use std::env;
use std::time::Duration;

use anyhow::{anyhow, Context, Result};
use log::info;

use scene_player::{
    HeadlessRenderer, ManualTimeSource, PlayOptions, Player, PlayerConfig, SceneDescription,
    SceneGraph,
};

fn main() {
    env_logger::init();
    if let Err(err) = run() {
        eprintln!("Error: {err:?}");
        std::process::exit(1);
    }
}

fn run() -> Result<()> {
    let options = CliOptions::parse()?;
    let mut config = match &options.config {
        Some(path) => PlayerConfig::load_or_default(path),
        None => PlayerConfig::default(),
    };
    if let Some(fps) = options.fps {
        config.fps = fps;
    }

    let description = SceneDescription::from_path(&options.path)?;
    let clock = ManualTimeSource::new();
    let renderer = HeadlessRenderer::new();
    let stats = renderer.stats_handle();
    let mut player = Player::new(config.clone())
        .with_renderer(renderer)
        .with_time_source(clock.clone());

    let report = player
        .load(description)
        .with_context(|| format!("failed to load {}", options.path))?;
    println!(
        "Loaded scene with {} nodes, {} script(s) ({} failed), {} handler(s), {} animation(s)",
        report.nodes,
        report.scripts_compiled,
        report.scripts_failed,
        report.handlers,
        report.animations
    );

    if let Some(name) = &options.play {
        if !player.play_animation(name, PlayOptions::default()) {
            return Err(anyhow!("scene has no animation named {name}"));
        }
        println!("Playing animation {name}");
    }

    player.play();
    if let Some(name) = &options.call {
        let found = player.call_method(name, &[]);
        println!("Called {name}: {}", if found { "ok" } else { "not found" });
    }

    let step = Duration::from_millis(config.frame_interval_millis());
    for _ in 0..options.frames {
        clock.advance(step);
        player.frame();
    }
    player.stop();
    info!("ran {} frame(s) at {} fps", options.frames, config.fps);

    println!("Rendered {} frame(s)", stats.read().frames);
    if let Some(scene) = player.scene() {
        print_final_state(scene);
    }
    player.dispose();
    Ok(())
}

fn print_final_state(scene: &SceneGraph) {
    println!("Final node states:");
    for node in scene.all_nodes() {
        let label = if node.name.is_empty() {
            node.uuid.to_string()
        } else {
            node.name.clone()
        };
        println!(
            " - {} ({}) pos=({:.2}, {:.2}, {:.2}) visible={}",
            label, node.kind, node.position.x, node.position.y, node.position.z, node.visible
        );
    }
}

const USAGE: &str = "Usage: scene-player <scene.json> [--frames N] [--fps F] [--call NAME] \
                     [--play ANIMATION] [--config PATH]";

struct CliOptions {
    path: String,
    frames: u32,
    fps: Option<f32>,
    call: Option<String>,
    play: Option<String>,
    config: Option<String>,
}

impl CliOptions {
    fn parse() -> Result<Self> {
        Self::parse_from(env::args().skip(1))
    }

    fn parse_from(args: impl IntoIterator<Item = String>) -> Result<Self> {
        let mut args = args.into_iter();
        let Some(path) = args.next() else {
            return Err(anyhow!(USAGE));
        };
        let mut options = Self {
            path,
            frames: 1,
            fps: None,
            call: None,
            play: None,
            config: None,
        };
        while let Some(arg) = args.next() {
            let mut value = || {
                args.next()
                    .ok_or_else(|| anyhow!("{arg} needs a value. {USAGE}"))
            };
            match arg.as_str() {
                "--frames" => {
                    options.frames = value()?
                        .parse()
                        .with_context(|| format!("invalid {arg} value"))?;
                }
                "--fps" => {
                    options.fps = Some(
                        value()?
                            .parse()
                            .with_context(|| format!("invalid {arg} value"))?,
                    );
                }
                "--call" => options.call = Some(value()?),
                "--play" => options.play = Some(value()?),
                "--config" => options.config = Some(value()?),
                other => {
                    return Err(anyhow!("Unknown argument: {other}. {USAGE}"));
                }
            }
        }
        Ok(options)
    }
}
#[test]
fn one_failing_handler_does_not_stop_the_others() {
    let (mut player, clock) = player();
    let after = record(&player, "after");
    player
        .load(description(json!({
            "cube": [{ "source": "function update(self) error('cube is broken') end" }],
            "lamp": [{ "source": "function update(self) runtime:invoke('after') end" }]
        })))
        .unwrap();
    player.play();
    clock.advance_millis(16);
    assert!(player.frame());
    assert_eq!(after.borrow().len(), 1);
}

#[test]
fn broken_and_orphaned_scripts_are_skipped() {
    let (mut player, _) = player();
    let report = player
        .load(description(json!({
            "ghost": [{ "source": "function update(self) end" }],
            "cube": [
                { "source": "function update(" },
                { "source": "return { update = function(self) end, jump = function(self) end }" }
            ]
        })))
        .unwrap();
    assert_eq!(report.scripts_skipped, 1);
    assert_eq!(report.scripts_failed, 1);
    assert_eq!(report.scripts_compiled, 1);
    assert_eq!(report.handlers, 1);
    assert_eq!(report.rejected_handlers, 1);
    assert_eq!(report.nodes, 3);
    assert_eq!(report.animations, 2);
    assert_eq!(player.state(), PlayerState::Ready);
}

#[test]
fn input_events_dispatch_to_matching_handlers() {
    let (mut player, _) = player();
    let keys = record(&player, "key");
    player
        .load(description(json!({
            "cube": [{ "source": "function keydown(self, event) runtime:invoke('key', event.key, runtime:isKeyDown(event.key)) end" }]
        })))
        .unwrap();
    let event = InputEvent::KeyDown(KeyboardEvent::new("Space"));
    assert!(!player.handle_input(&event));
    player.play();
    assert!(player.handle_input(&event));
    assert_eq!(*keys.borrow(), vec![vec![json!("Space"), json!(true)]]);
}

#[test]
fn playing_an_animation_stops_the_others_unless_asked_not_to() {
    let (mut player, _) = player();
    player.load(description(json!({}))).unwrap();
    assert_eq!(player.animations(), ["Spin", "Bob"]);

    assert!(player.play_animation("Spin", PlayOptions::default()));
    assert!(player.play_animation("Bob", PlayOptions::default()));
    assert!(!player.is_animation_playing("Spin"));
    assert!(player.is_animation_playing("Bob"));

    assert!(player.play_animation("Spin", PlayOptions::blended()));
    assert!(player.is_animation_playing("Spin"));
    assert!(player.is_animation_playing("Bob"));

    assert!(!player.play_animation("Fly", PlayOptions::default()));
    assert!(!player.is_animation_playing("Fly"));
}

#[test]
fn pause_and_resume_keep_the_playhead() {
    let (mut player, clock) = player();
    player.load(description(json!({}))).unwrap();
    player.play();
    player.play_animation("Spin", PlayOptions::default());

    clock.advance_millis(500);
    player.frame();
    let time = player.animation_time("Spin").unwrap();
    assert!((time - 0.5).abs() < 1e-4);

    assert!(player.pause_animation("Spin"));
    assert!(!player.is_animation_playing("Spin"));
    clock.advance_millis(500);
    player.frame();
    assert_eq!(player.animation_time("Spin"), Some(time));

    assert!(player.resume_animation("Spin"));
    assert!(player.is_animation_playing("Spin"));
    assert_eq!(player.animation_time("Spin"), Some(time));
}

#[test]
fn seeking_round_trips_exactly() {
    let (mut player, _) = player();
    player.load(description(json!({}))).unwrap();
    assert!(player.set_animation_time("Bob", 0.37));
    assert_eq!(player.animation_time("Bob"), Some(0.37));
    assert!(!player.set_animation_time("Fly", 1.0));
    assert!(!player.set_animation_time("Bob", f32::NAN));
    assert_eq!(player.animation_time("Bob"), Some(0.37));
}

#[test]
fn bad_script_seeks_cannot_break_the_frame_loop() {
    let (mut player, clock) = player();
    player
        .load(description(json!({
            "lamp": [{
                "source": r#"
                    function start(self)
                        runtime:playAnimation("Bob", { loop = "pingpong" })
                        pcall(function() runtime:setAnimationTime("Bob", 0/0) end)
                    end
                "#
            }]
        })))
        .unwrap();
    player.play();
    assert!(player.set_animation_time("Bob", 1.0e9));
    for step in [16, 16, 17] {
        clock.advance_millis(step);
        assert!(player.frame());
    }
    let time = player.animation_time("Bob").unwrap();
    assert!((0.0..=1.0).contains(&time));
    assert!(player.is_animation_playing("Bob"));
}
//! Fixed event vocabulary, bound handlers and the per-load handler registry.

use std::collections::HashMap;
use std::fmt;
use std::rc::Rc;

use log::{debug, error, warn};
use serde::Serialize;
use serde_json::Value;

use crate::error::ScriptError;
use crate::input::{InputEvent, KeyboardEvent, PointerEvent};
use crate::scripting::{CompiledHandlerSet, ScriptTarget};

/// Events dispatched automatically by the player.
#[derive(Debug, Clone, Copy, PartialEq, Eq, Hash)]
pub enum EventKind {
    Init,
    Start,
    Stop,
    KeyDown,
    KeyUp,
    PointerDown,
    PointerUp,
    PointerMove,
    Update,
}

const KIND_COUNT: usize = 9;

impl EventKind {
    pub const ALL: [EventKind; KIND_COUNT] = [
        EventKind::Init,
        EventKind::Start,
        EventKind::Stop,
        EventKind::KeyDown,
        EventKind::KeyUp,
        EventKind::PointerDown,
        EventKind::PointerUp,
        EventKind::PointerMove,
        EventKind::Update,
    ];

    pub fn as_str(self) -> &'static str {
        match self {
            Self::Init => "init",
            Self::Start => "start",
            Self::Stop => "stop",
            Self::KeyDown => "keydown",
            Self::KeyUp => "keyup",
            Self::PointerDown => "pointerdown",
            Self::PointerUp => "pointerup",
            Self::PointerMove => "pointermove",
            Self::Update => "update",
        }
    }

    pub fn from_name(name: &str) -> Option<Self> {
        Self::ALL.into_iter().find(|kind| kind.as_str() == name)
    }

    fn index(self) -> usize {
        self as usize
    }
}

impl fmt::Display for EventKind {
    fn fmt(&self, f: &mut fmt::Formatter<'_>) -> fmt::Result {
        f.write_str(self.as_str())
    }
}

/// Frame timing handed to `update` handlers, in milliseconds.
#[derive(Debug, Clone, Copy, PartialEq, Serialize)]
pub struct FrameTime {
    pub time: f64,
    pub delta: f64,
}

/// Argument passed to a handler alongside its target.
#[derive(Debug, Clone, PartialEq, Serialize)]
#[serde(untagged)]
pub enum EventPayload {
    Empty,
    Frame(FrameTime),
    Keyboard(KeyboardEvent),
    Pointer(PointerEvent),
    Args(Vec<Value>),
}

impl From<&InputEvent> for EventPayload {
    fn from(event: &InputEvent) -> Self {
        match event {
            InputEvent::KeyDown(key) | InputEvent::KeyUp(key) => Self::Keyboard(key.clone()),
            InputEvent::PointerDown(pointer)
            | InputEvent::PointerUp(pointer)
            | InputEvent::PointerMove(pointer) => Self::Pointer(*pointer),
        }
    }
}

pub type HandlerFn = dyn Fn(&ScriptTarget, &EventPayload) -> Result<(), ScriptError>;

/// A compiled function together with the target it runs against.
#[derive(Clone)]
pub struct Handler {
    target: ScriptTarget,
    callback: Rc<HandlerFn>,
}

impl Handler {
    pub fn new<F>(target: ScriptTarget, callback: F) -> Self
    where
        F: Fn(&ScriptTarget, &EventPayload) -> Result<(), ScriptError> + 'static,
    {
        Self {
            target,
            callback: Rc::new(callback),
        }
    }

    pub fn target(&self) -> &ScriptTarget {
        &self.target
    }

    pub fn call(&self, payload: &EventPayload) -> Result<(), ScriptError> {
        (self.callback)(&self.target, payload)
    }
}

impl fmt::Debug for Handler {
    fn fmt(&self, f: &mut fmt::Formatter<'_>) -> fmt::Result {
        f.debug_struct("Handler")
            .field("target", &self.target)
            .finish_non_exhaustive()
    }
}

/// Result of running one handler list.
#[derive(Debug, Clone, Copy, Default, PartialEq, Eq)]
pub struct DispatchOutcome {
    pub invoked: usize,
    pub failed: usize,
}

/// Runs every handler in order. A failing handler is logged and the rest
/// still run.
pub fn dispatch(handlers: &[Handler], label: &str, payload: &EventPayload) -> DispatchOutcome {
    let mut outcome = DispatchOutcome::default();
    for handler in handlers {
        outcome.invoked += 1;
        if let Err(err) = handler.call(payload) {
            outcome.failed += 1;
            error!("{label} handler on {} failed: {err}", handler.target());
        }
    }
    outcome
}

/// Handlers installed by the current scene: one ordered list per fixed event
/// kind plus the root-methods table.
#[derive(Debug, Default)]
pub struct EventRegistry {
    lists: [Vec<Handler>; KIND_COUNT],
    root_methods: HashMap<String, Vec<Handler>>,
    method_order: Vec<String>,
}

/// Counts returned by [`EventRegistry::install`].
#[derive(Debug, Clone, Copy, Default, PartialEq, Eq)]
pub struct InstallReport {
    pub accepted: usize,
    pub rejected: usize,
}

impl EventRegistry {
    pub fn new() -> Self {
        Self::default()
    }

    pub fn clear(&mut self) {
        for list in &mut self.lists {
            list.clear();
        }
        self.root_methods.clear();
        self.method_order.clear();
    }

    pub fn register(&mut self, kind: EventKind, handler: Handler) {
        self.lists[kind.index()].push(handler);
    }

    pub fn register_root_method(&mut self, name: &str, handler: Handler) {
        if !self.root_methods.contains_key(name) {
            self.method_order.push(name.to_string());
        }
        self.root_methods
            .entry(name.to_string())
            .or_default()
            .push(handler);
    }

    /// Files a compiled set: root scripts feed the root-methods table, node
    /// scripts feed the fixed lists and lose names outside the vocabulary.
    pub fn install(&mut self, set: CompiledHandlerSet) -> InstallReport {
        let mut report = InstallReport::default();
        let is_root = set.target.is_root();
        for (name, handler) in set.handlers {
            if is_root {
                self.register_root_method(&name, handler);
                report.accepted += 1;
                continue;
            }
            match EventKind::from_name(&name) {
                Some(kind) => {
                    debug!("bound {kind} handler to {}", handler.target());
                    self.register(kind, handler);
                    report.accepted += 1;
                }
                None => {
                    warn!(
                        "event type not supported ({name}) in script for {}",
                        set.target
                    );
                    report.rejected += 1;
                }
            }
        }
        report
    }

    /// Snapshot of the handlers for `kind`, safe to run while the registry changes.
    pub fn handlers(&self, kind: EventKind) -> Vec<Handler> {
        self.lists[kind.index()].clone()
    }

    pub fn len(&self, kind: EventKind) -> usize {
        self.lists[kind.index()].len()
    }

    pub fn total(&self) -> usize {
        self.lists.iter().map(Vec::len).sum::<usize>()
            + self.root_methods.values().map(Vec::len).sum::<usize>()
    }

    pub fn root_method(&self, name: &str) -> Vec<Handler> {
        self.root_methods.get(name).cloned().unwrap_or_default()
    }

    /// Root method names in first-registration order.
    pub fn root_method_names(&self) -> &[String] {
        &self.method_order
    }
}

# # # # # # #

Find each line in the listing above that contains "HashMap", and copy that line.

Answer for this exercise:
use std::collections::HashMap;
    root_methods: HashMap<String, Vec<Handler>>,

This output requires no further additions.